(Records excerpted from a collection)
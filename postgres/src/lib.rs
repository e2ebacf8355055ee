//! `PostgreSQL` storage backend for the Surebook consistency engine.
//!
//! [`PgStorage`] implements the [`surebook_core::Storage`] contract on top of
//! a sqlx connection pool. Every unit of work runs on one database
//! transaction, so the idempotency, outbox and aggregate writes of a command
//! commit or roll back together. The implementation leans on the database for
//! the two contested paths:
//!
//! - Aggregate mutations are conditional `UPDATE ... WHERE version = $n`
//!   statements; zero rows affected surfaces as a version conflict.
//! - Outbox claims are `FOR UPDATE SKIP LOCKED` queue pops, so concurrent
//!   workers never double-claim and a crashed worker's lock simply expires.
//!
//! # Example
//!
//! ```ignore
//! use surebook_postgres::PgStorage;
//!
//! async fn example() -> Result<(), Box<dyn std::error::Error>> {
//!     let storage = PgStorage::connect("postgres://localhost/surebook").await?;
//!     storage.migrate().await?;
//!     Ok(())
//! }
//! ```

#![forbid(unsafe_code)]
#![warn(missing_docs)]

pub mod storage;

pub use storage::PgStorage;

Assigned task | Word for word, transcribe all of the records.

Answer space |
filename postgres/src/lib.rs
repository e2ebacf8355055ee
//! `PostgreSQL` storage backend for the Surebook consistency engine.
//!
//! [`PgStorage`] implements the [`surebook_core::Storage`] contract on top of
//! a sqlx connection pool. Every unit of work runs on one database
//! transaction, so the idempotency, outbox and aggregate writes of a command
//! commit or roll back together. The implementation leans on the database for
//! the two contested paths:
//!
//! - Aggregate mutations are conditional `UPDATE ... WHERE version = $n`
//!   statements; zero rows affected surfaces as a version conflict.
//! - Outbox claims are `FOR UPDATE SKIP LOCKED` queue pops, so concurrent
//!   workers never double-claim and a crashed worker's lock simply expires.
//!
//! # Example
//!
//! ```ignore
//! use surebook_postgres::PgStorage;
//!
//! async fn example() -> Result<(), Box<dyn std::error::Error>> {
//!     let storage = PgStorage::connect("postgres://localhost/surebook").await?;
//!     storage.migrate().await?;
//!     Ok(())
//! }
//! ```

#![forbid(unsafe_code)]
#![warn(missing_docs)]

pub mod storage;

pub use storage::PgStorage;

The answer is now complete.